Top of INPUT DATA

//! Format registry: maps format ids and file extensions to the functions that
//! open and create files of each format.

use crate::compression::remove_compression_extension;
use crate::error::{Error, Result};
use crate::file::{CreateOptions, EmbFile, EmbFileExt, OpenOptions};
use crate::formats::{binary, text, vvm, BinaryEmbFile, TextEmbFile, VvmEmbFile};
use crate::types::WordVector;
use std::fmt;
use std::path::{Path, PathBuf};
use tracing::debug;

/// Opens a file of a given format.
pub type OpenFn = fn(&Path, &OpenOptions) -> Result<Box<dyn EmbFile>>;

/// Writes pairs as a file of a given format.
pub type CreateFn =
    fn(&Path, &mut dyn Iterator<Item = Result<WordVector>>, &CreateOptions) -> Result<()>;

/// Everything the registry knows about a format.
#[derive(Clone, Copy)]
pub struct FormatSpec {
    pub id: &'static str,
    pub open: OpenFn,
    pub create: CreateFn,
    /// Extension given to new files, with the leading dot.
    pub default_extension: &'static str,
}

impl fmt::Debug for FormatSpec {
    fn fmt(&self, f: &mut fmt::Formatter<'_>) -> fmt::Result {
        f.debug_struct("FormatSpec")
            .field("id", &self.id)
            .field("default_extension", &self.default_extension)
            .finish_non_exhaustive()
    }
}

fn open_binary(path: &Path, options: &OpenOptions) -> Result<Box<dyn EmbFile>> {
    Ok(Box::new(BinaryEmbFile::open(path, options)?))
}

fn open_text(path: &Path, options: &OpenOptions) -> Result<Box<dyn EmbFile>> {
    Ok(Box::new(TextEmbFile::open(path, options)?))
}

fn open_vvm(path: &Path, options: &OpenOptions) -> Result<Box<dyn EmbFile>> {
    Ok(Box::new(VvmEmbFile::open(path, options)?))
}
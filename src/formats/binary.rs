//! Binary format of the word2vec tool.
//!
//! A text header `<vocab_size> <vector_size>\n` followed, for each pair, by the
//! encoded word, a space and the raw vector elements.

use crate::delimiter::read_until_delimiter;
use crate::encoding::TextEncoding;
use crate::error::{Error, Result};
use crate::file::{
    check_output_path, declared_vocab_size, member_name, stage_records, warn_if_wrong_vocab_size,
    write_atomically, CreateOptions, EmbFile, FileCore, OpenOptions,
};
use crate::loader::VectorsLoader;
use crate::reader::{Reader, RecordSource};
use crate::storage::{open_window, ByteWindow};
use crate::types::{DType, Vector, WordVector};
use std::collections::HashSet;
use std::fmt;
use std::io;
use std::path::Path;
use tracing::debug;

/// Format identifier.
pub const FORMAT_ID: &str = "bin";
/// Extension given to new binary files.
pub const DEFAULT_EXTENSION: &str = ".bin";

const MAX_HEADER_BYTES: usize = 128;
const MAX_WORD_BYTES: usize = 1024;
const FORBIDDEN_IN_WORDS: &[char] = &[' ', '\n'];

struct BinarySource {
    window: Box<dyn ByteWindow>,
    encoding: TextEncoding,
    dtype: DType,
    vector_size: usize,
    newline: Vec<u8>,
}

impl BinarySource {
    /// Open a source positioned on the first record, with the header sizes.
    fn open(path: &Path, encoding: TextEncoding, dtype: DType) -> Result<(Self, usize, usize)> {
        let mut source = Self {
            window: open_window(path)?,
            encoding,
            dtype,
            vector_size: 0,
            newline: encoding.encode("\n")?,
        };
        let (vocab_size, vector_size) = source.read_header()?;
        source.vector_size = vector_size;
        Ok((source, vocab_size, vector_size))
    }

    fn read_header(&mut self) -> Result<(usize, usize)> {
        let line = read_until_delimiter(
            self.window.as_mut(),
            "\n",
            self.encoding,
            Some(MAX_HEADER_BYTES),
            false,
        )?
        .ok_or_else(|| Error::BadFile("empty file: missing header".to_string()))?;

        let sizes: Vec<usize> = line
            .split_whitespace()
            .map(str::parse)
            .collect::<std::result::Result<_, _>>()
            .map_err(|_| Error::BadFile(format!("invalid header line: {:?}", line)))?;
        match sizes.as_slice() {
            [vocab_size, vector_size] => Ok((*vocab_size, *vector_size)),
            _ => Err(Error::BadFile(format!(
                "the header must contain exactly two numbers: {:?}",
                line
            ))),
        }
    }

    fn vector_bytes(&self) -> usize {
        self.dtype.vector_bytes(self.vector_size)
    }

    fn skip_newlines(&mut self) -> Result<()> {
        let len = self.newline.len();
        while self.window.ensure(len)? && self.window.available()[..len] == self.newline[..] {
            self.window.consume(len);
        }
        Ok(())
    }
}

impl RecordSource for BinarySource {
    fn read_word(&mut self) -> Result<Option<String>> {
        self.skip_newlines()?;
        read_until_delimiter(
            self.window.as_mut(),
            " ",
            self.encoding,
            Some(MAX_WORD_BYTES),
            false,
        )
    }

    fn read_vector(&mut self) -> Result<Vector> {
        let len = self.vector_bytes();
        if !self.window.ensure(len)? {
            return Err(Error::BadFile(format!(
                "truncated vector at byte {}: expected {} bytes",
                self.window.position(),
                len
            )));
        }
        let vector = self.dtype.decode(&self.window.available()[..len]);
        self.window.consume(len);
        Ok(vector)
    }

    fn skip_vector(&mut self) -> Result<()> {
        let len = self.vector_bytes();
        if !self.window.skip(len)? {
            return Err(Error::BadFile(format!(
                "truncated vector: expected {} bytes",
                len
            )));
        }
        Ok(())
    }

    fn rewind(&mut self) -> Result<()> {
        self.window.rewind()?;
        self.read_header()?;
        Ok(())
    }
}

/// A word2vec binary file. Uncompressed files are memory-mapped; compressed
/// ones are decoded while reading, independently by each reader.
pub struct BinaryEmbFile {
    core: FileCore,
    encoding: TextEncoding,
    dtype: DType,
    vocab_size: usize,
    vector_size: usize,
}

impl BinaryEmbFile {
    /// Open a file and read its header.
    ///
    /// `options.dtype` is the element type stored in the file (default `<f4`);
    /// returned vectors are rounded to `options.out_dtype`, which defaults to it.
    pub fn open(path: &Path, options: &OpenOptions) -> Result<Self> {
        let encoding = options.encoding.unwrap_or_default();
        let dtype = options.dtype.unwrap_or_default();
        let (_, vocab_size, vector_size) = BinarySource::open(path, encoding, dtype)?;
        debug!(
            "Opened binary file {} (vocab_size: {}, vector_size: {}, dtype: {})",
            path.display(),
            vocab_size,
            vector_size,
            dtype
        );
        Ok(Self {
            core: FileCore::new(path, options.out_dtype.unwrap_or(dtype), options.verbose),
            encoding,
            dtype,
            vocab_size,
            vector_size,
        })
    }

    /// Text encoding of words.
    pub fn encoding(&self) -> TextEncoding {
        self.encoding
    }

    /// Element type stored in the file.
    pub fn dtype(&self) -> DType {
        self.dtype
    }

    fn source(&self) -> Result<Box<dyn RecordSource>> {
        let (source, _, _) = BinarySource::open(&self.core.path, self.encoding, self.dtype)?;
        Ok(Box::new(source))
    }
}

impl EmbFile for BinaryEmbFile {
    fn path(&self) -> &Path {
        &self.core.path
    }

    fn vocab_size(&self) -> Option<usize> {
        Some(self.vocab_size)
    }

    fn vector_size(&self) -> usize {
        self.vector_size
    }

    fn out_dtype(&self) -> DType {
        self.core.out_dtype
    }

    fn format_id(&self) -> &'static str {
        FORMAT_ID
    }

    fn verbose(&self) -> bool {
        self.core.verbose
    }

    fn is_closed(&self) -> bool {
        self.core.is_closed()
    }

    fn reader(&mut self) -> Result<Reader> {
        self.core.check_open()?;
        let source = self.source()?;
        Ok(self.core.track_reader(source))
    }

    fn loader(
        &mut self,
        words: HashSet<String>,
        missing_ok: bool,
    ) -> Result<Box<dyn VectorsLoader>> {
        self.core.check_open()?;
        let source = self.source()?;
        Ok(self
            .core
            .sequential_loader(source, words, missing_ok, Some(self.vocab_size)))
    }

    fn close(&mut self) {
        self.core.close();
    }
}

impl fmt::Display for BinaryEmbFile {
    fn fmt(&self, f: &mut fmt::Formatter<'_>) -> fmt::Result {
        self.core
            .describe(f, "BinaryEmbFile", Some(self.vocab_size), self.vector_size)
    }
}

/// Write pairs in the binary format, with elements of `options.dtype`
/// (default `<f4`). Words must not contain spaces or newlines.
pub fn create(
    path: &Path,
    pairs: &mut dyn Iterator<Item = Result<WordVector>>,
    options: &CreateOptions,
) -> Result<()> {
    check_output_path(path, options.overwrite)?;
    let declared = declared_vocab_size(options, pairs);
    let encoding = options.encoding;
    let dtype = options.dtype.unwrap_or_default();

    let mut body = stage_records(
        pairs,
        FORBIDDEN_IN_WORDS,
        options.verbose,
        declared,
        |pair, out| {
            encoding.encode_into(&pair.word, out)?;
            encoding.encode_into(" ", out)?;
            dtype.encode_into(&pair.vector, out);
            Ok(())
        },
    )?;
    warn_if_wrong_vocab_size(declared, body.count);

    write_atomically(path, options.compression, &member_name(path), |out| {
        let header = format!("{} {}\n", body.count, body.vector_size);
        out.write_all(&encoding.encode(&header)?)?;
        io::copy(&mut body.file, out)?;
        Ok(())
    })?;
    debug!(
        "Created binary file {} with {} words ({})",
        path.display(),
        body.count,
        dtype
    );
    Ok(())
}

Bottom of INPUT DATA

### DIRECTIONS
Return every line of the data above in which "VectorsLoader" appears.

### ANSWER TO THIS EXERCISE
use crate::loader::VectorsLoader;
    ) -> Result<Box<dyn VectorsLoader>> {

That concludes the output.